Patients with COVID-19 commonly experience gastrointestinal (GI) symptoms, including anorexia, diarrhea, vomiting, and abdominal pain. ¹⁰ Patients experiencing GI symptoms have been observed to have a longer duration from disease onset to hospital admission and present with prolonged coagulation times and elevated liver function tests. ¹¹ In addition, the presence of viral RNA has repeatedly been confirmed in stools of patients with COVID-19, even after viral RNA could no longer be detected in the respiratory tract.^12,13 It has been hypothesized that SARS-CoV-2 could invade the intestinal epithelium directly, suggesting a potential route of fecal–oral transmission.^10,11,14 In a single-cell transcriptome study, high co-expression of angiotensin-converting enzyme 2 (ACE2) and TMPRSS2 was found to be present in absorptive enterocytes derived from both ileum and colon. ¹⁴ Concomitant upregulation of ACE2 and TMPRSS2 in the inflamed intestinal mucosa could facilitate viral entry and provide an explanation to the findings of a study that demonstrated that active disease was associated with a worse outcome of COVID-19.^2,5 In contrast, a recent report demonstrated that reduced ileal ACE2 expression was associated with inflammation and worse outcome of COVID-19 in patients with CD. ¹⁵ These findings underline the paradoxical role of ACE2 as it may or may not implicate activation of downstream anti-inflammatory and anti-fibrotic effects, acting as protective mechanism in active IBD. However, further research into the role of ACE2 and TMPRSS2 in IBD and COVID-19 is warranted, for example through the comparison of viral loads in patients with quiescent versus active disease and the relationship with ACE2 expression and activity. Moreover, ACE2 has also been shown to be highly expressed in intestinal endothelium, and in vascular and intestinal smooth muscle cells. ¹⁶ After initial viremia, SARS-CoV-2 may proceed to affect other organs after passage through the endothelium, including that of the GI tract, giving rise to endotheliitis as observed in Patient A. ¹⁷ Patients with active UC may also be vulnerable to the reverse of this phenomenon, where SARS-CoV-2 may pass through the endothelium of the GI tract into the bloodstream, considering that inflamed intestinal mucosa is accompanied by endothelial injury and increased vascular permeability, as was evident in Patient A.
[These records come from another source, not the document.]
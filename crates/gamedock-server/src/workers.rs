// Copyright (C) 2025 SyncMyOrders Sp. z o.o.
// SPDX-License-Identifier: AGPL-3.0-or-later
//! Background workers: the auto-backup ticker and the auth-session sweep.
//!
//! Both follow the same shape: a config struct, a `run()` loop driven by
//! `tokio::select!`, and an `Arc<Notify>` shutdown handle. Per-cycle errors
//! are logged and swallowed; the loop always reaches the next tick.

use std::sync::Arc;
use std::time::Duration;

use sqlx::SqlitePool;
use tokio::sync::Notify;
use tracing::{debug, error, info};

use gamedock_store::settings::{self, Bag};
use gamedock_store::{backups, sessions};

use crate::backup::BackupEngine;
use crate::scheduler::Scheduler;

/// Configuration for the auto-backup worker.
#[derive(Debug, Clone)]
pub struct AutoBackupConfig {
    /// How often to evaluate whether a backup is due.
    pub poll_interval: Duration,
}

impl Default for AutoBackupConfig {
    fn default() -> Self {
        Self {
            poll_interval: Duration::from_secs(3600),
        }
    }
}

/// Hourly worker that backs up the active game server when the configured
/// interval has elapsed since its most recent backup.
pub struct AutoBackupWorker {
    pool: SqlitePool,
    scheduler: Arc<Scheduler>,
    engine: Arc<BackupEngine>,
    config: AutoBackupConfig,
    shutdown: Arc<Notify>,
}

impl AutoBackupWorker {
    /// Create a new auto-backup worker.
    pub fn new(
        pool: SqlitePool,
        scheduler: Arc<Scheduler>,
        engine: Arc<BackupEngine>,
        config: AutoBackupConfig,
    ) -> Self {
        Self {
            pool,
            scheduler,
            engine,
            config,
            shutdown: Arc::new(Notify::new()),
        }
    }

    /// Get a handle that can be used to signal shutdown.
    pub fn shutdown_handle(&self) -> Arc<Notify> {
        self.shutdown.clone()
    }

    /// Run the auto-backup loop until shutdown.
    pub async fn run(&self) {
        info!(
            poll_interval_secs = self.config.poll_interval.as_secs(),
            "Auto-backup worker started"
        );

        loop {
            tokio::select! {
                biased;

                _ = self.shutdown.notified() => {
                    info!("Auto-backup worker received shutdown signal");
                    break;
                }

                _ = tokio::time::sleep(self.config.poll_interval) => {
                    if let Err(e) = self.tick().await {
                        error!(error = %e, "Auto-backup cycle failed");
                    }
                }
            }
        }

        info!("Auto-backup worker stopped");
    }

    /// One evaluation cycle.
    async fn tick(&self) -> crate::error::Result<()> {
        let interval_hours =
            settings::get_i64(&self.pool, Bag::Panel, "auto_backup_interval_hours", 0).await?;
        if interval_hours <= 0 {
            debug!("Auto-backup disabled");
            return Ok(());
        }

        let Some(active) = self.scheduler.active_game_container().await? else {
            debug!("No active game server, nothing to back up");
            return Ok(());
        };
        let server_id = self.scheduler.server_id_from(active.name()).to_string();

        let newest = backups::list(&self.pool, &server_id)
            .await?
            .into_iter()
            .map(|b| b.created_at)
            .max();
        let due = match newest {
            Some(created_at) => {
                gamedock_store::now_unix() - created_at >= interval_hours * 3600
            }
            None => true,
        };
        if !due {
            debug!(server_id = %server_id, "Auto-backup not due yet");
            return Ok(());
        }

        info!(server_id = %server_id, "Auto-backup due, creating");
        self.engine.create(&server_id).await?;

        Ok(())
    }
}

/// Configuration for the session sweep worker.
#[derive(Debug, Clone)]
pub struct SessionSweepConfig {
    /// How often to expire stale auth sessions.
    pub poll_interval: Duration,
}

impl Default for SessionSweepConfig {
    fn default() -> Self {
        Self {
            poll_interval: Duration::from_secs(3600),
        }
    }
}

/// Hourly worker that deletes expired auth sessions.
pub struct SessionSweepWorker {
    pool: SqlitePool,
    config: SessionSweepConfig,
    shutdown: Arc<Notify>,
}

impl SessionSweepWorker {
    /// Create a new session sweep worker.
    pub fn new(pool: SqlitePool, config: SessionSweepConfig) -> Self {
        Self {
            pool,
            config,
            shutdown: Arc::new(Notify::new()),
        }
    }

    /// Get a handle that can be used to signal shutdown.
    pub fn shutdown_handle(&self) -> Arc<Notify> {
        self.shutdown.clone()
    }

    /// Run the sweep loop until shutdown.
    pub async fn run(&self) {
        info!(
            poll_interval_secs = self.config.poll_interval.as_secs(),
            "Session sweep worker started"
        );

        loop {
            tokio::select! {
                biased;

                _ = self.shutdown.notified() => {
                    info!("Session sweep worker received shutdown signal");
                    break;
                }

                _ = tokio::time::sleep(self.config.poll_interval) => {
                    match sessions::cleanup_expired(&self.pool).await {
                        Ok(0) => debug!("No expired sessions"),
                        Ok(removed) => info!(removed, "Expired sessions removed"),
                        Err(e) => error!(error = %e, "Session sweep failed"),
                    }
                }
            }
        }

        info!("Session sweep worker stopped");
    }
}
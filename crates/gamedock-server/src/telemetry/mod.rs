// Copyright (C) 2025 SyncMyOrders Sp. z o.o.
// SPDX-License-Identifier: AGPL-3.0-or-later
//! Live telemetry producers.
//!
//! Three producer families, all cold and per-subscriber: container logs,
//! container stats, and the host sampler. Producers push already-formatted
//! records into a bounded channel; the API layer frames them as server-sent
//! events. Dropping the receiver or cancelling the token stops a producer
//! within one record and releases its engine stream.

pub mod format;
pub mod host;
pub mod logs;
pub mod stats;

pub use format::format_log_line;
pub use host::spawn_host_stats;
pub use logs::{STREAM_ENDED, spawn_container_logs};
pub use stats::{spawn_container_stats, terminal_record};
// Copyright (C) 2025 SyncMyOrders Sp. z o.o.
// SPDX-License-Identifier: AGPL-3.0-or-later
//! The run ledger: one row per interval a server was live.
//!
//! The open row (`stopped_at IS NULL`) is the authoritative "is running"
//! signal for history and billing. The scheduler guarantees at most one open
//! row exists table-wide at any instant.

use serde::{Deserialize, Serialize};
use sqlx::SqlitePool;

use crate::Result;

/// Why a run ended.
#[derive(Debug, Clone, Copy, PartialEq, Eq, Serialize, Deserialize)]
#[serde(rename_all = "snake_case")]
pub enum StopReason {
    /// Stopped by an operator action.
    User,
    /// The container died without an intentional stop.
    Crash,
    /// Stopped to make room for another server's start.
    Replaced,
}

impl StopReason {
    /// Stable string form stored in the database.
    pub fn as_str(&self) -> &'static str {
        match self {
            StopReason::User => "user",
            StopReason::Crash => "crash",
            StopReason::Replaced => "replaced",
        }
    }
}

/// One run ledger row.
#[derive(Debug, Clone, Serialize, Deserialize, sqlx::FromRow)]
pub struct RunRecord {
    /// Row id.
    pub id: i64,
    /// Server this run belongs to.
    pub server_id: String,
    /// When the run started, unix seconds.
    pub started_at: i64,
    /// When the run ended; `None` while live.
    pub stopped_at: Option<i64>,
    /// Why the run ended; `None` while live.
    pub stop_reason: Option<String>,
}

/// Open a new run for a server. Returns the row id.
pub async fn start(pool: &SqlitePool, server_id: &str) -> Result<i64> {
    let result = sqlx::query(
        r#"
        INSERT INTO server_sessions (server_id, started_at)
        VALUES (?, ?)
        "#,
    )
    .bind(server_id)
    .bind(crate::now_unix())
    .execute(pool)
    .await?;

    Ok(result.last_insert_rowid())
}

/// Close the open run for a server, recording the reason.
///
/// A no-op when the server has no open run (e.g. the crash watcher fires
/// after a stop already settled the ledger).
pub async fn stop_open(pool: &SqlitePool, server_id: &str, reason: StopReason) -> Result<()> {
    sqlx::query(
        r#"
        UPDATE server_sessions
        SET stopped_at = ?, stop_reason = ?
        WHERE server_id = ? AND stopped_at IS NULL
        "#,
    )
    .bind(crate::now_unix())
    .bind(reason.as_str())
    .bind(server_id)
    .execute(pool)
    .await?;

    Ok(())
}

/// Get the open run across the whole table, if any.
pub async fn open_run(pool: &SqlitePool) -> Result<Option<RunRecord>> {
    let run = sqlx::query_as::<_, RunRecord>(
        r#"
        SELECT id, server_id, started_at, stopped_at, stop_reason
        FROM server_sessions
        WHERE stopped_at IS NULL
        ORDER BY started_at DESC
        LIMIT 1
        "#,
    )
    .fetch_optional(pool)
    .await?;

    Ok(run)
}

/// Run history for one server, newest first.
pub async fn history(pool: &SqlitePool, server_id: &str, limit: i64) -> Result<Vec<RunRecord>> {
    let runs = sqlx::query_as::<_, RunRecord>(
        r#"
        SELECT id, server_id, started_at, stopped_at, stop_reason
        FROM server_sessions
        WHERE server_id = ?
        ORDER BY started_at DESC, id DESC
        LIMIT ?
        "#,
    )
    .bind(server_id)
    .bind(limit)
    .fetch_all(pool)
    .await?;

    Ok(runs)
}

/// Delete all run rows for a server.
pub async fn delete_by_server(pool: &SqlitePool, server_id: &str) -> Result<()> {
    sqlx::query("DELETE FROM server_sessions WHERE server_id = ?")
        .bind(server_id)
        .execute(pool)
        .await?;

    Ok(())
}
Patients A and B as described in this report raise the possibility that SARS-CoV-2 infection may precipitate de novo UC. For instance, one could hypothesize that SARS-CoV-2 may induce inflammation of the GI tract that results in an uncontrolled mucosal immune response, which cannot be sufficiently suppressed and culminates in persistent intestinal inflammation. However, the simultaneous occurrence of both COVID-19 and UC makes it hard to determine whether clinical, biochemical, endoscopic, and histological findings were related to UC, SARS-CoV-2 infection or a combination of both. Few case reports have described the co-occurrence of acute severe UC and COVID-19.^18–22 Future studies are warranted to assess the potential association between COVID-19 as a causal trigger of UC.

Remarkably, Patient A developed perimyocarditis 23 days after starting mesalamine therapy, which quickly resolved after discontinuing this drug. Perimyocarditis is a rare complication of mesalamine therapy, which usually occurs within 28 days of commencing treatment. Although the underlying mechanism is unknown, it is hypothesized that a cell-mediated hypersensitivity reaction, rather than direct cardiotoxic injury, causes the perimyocarditis.^23,24 However, the observed perimyocarditis might also have been caused by SARS-CoV-2, as it has frequently been reported as a potential consequence of SARS-CoV-2-associated myocardial injury.^25,26 Cardiac pericytes express high levels of ACE2 and have been proposed as important SARS-CoV-2 target cells, resulting in the hypothesis that this may cause capillary endothelial cell dysfunction, which culminates in myocardial injury or perimyocarditis. ²⁷

To date, there are few evidence-based recommendations with regard to the use of immunosuppressive drugs in patients with IBD who are affected by COVID-19. Generally, it is advised that both adult and pediatric patients should not preemptively discontinue treatment as potential risks associated with pausing immunomodulation outweigh the risk of contracting COVID-19 or developing a severe outcome when infected with SARS-CoV-2.^28–30 Similarly, patients with IBD who are treated with TNF-α-antagonists or other compounds targeting cytokine pathways, do not automatically seem to be conferring an increased risk of developing severe COVID-19. ³¹ Although these medications may be considered immunosuppressive drugs, and therefore potentially harmful in the context of COVID-19, they specifically target individual pro-inflammatory cytokines or mediators and do not inhibit a broad range of immune system components. In addition, cytokine inhibitors are seriously considered as encouraging treatment options for COVID-19 as they are likely to attenuate the hyperinflammatory response associated with the disease. ¹⁷ When evaluating the potential risks of biological therapies, it is important to examine which cytokine pathways are blocked as most of these substances are involved in the host inflammatory response and not mainly in viral clearance mechanisms.^4,31

Treatment recommendations for patients with acute severe UC and COVID-19

In the cases presented, several drugs could theoretically have been applied to influence the clinical course of patients with acute severe UC with COVID-19, including corticosteroids, calcineurin inhibitors (CNIs), TNF-α antagonists (e.g., infliximab), and vedolizumab. Here, we aim to highlight these medical treatments by integrating their known efficacy in UC with the currently available evidence for potential effectiveness in COVID-19 (Table 1).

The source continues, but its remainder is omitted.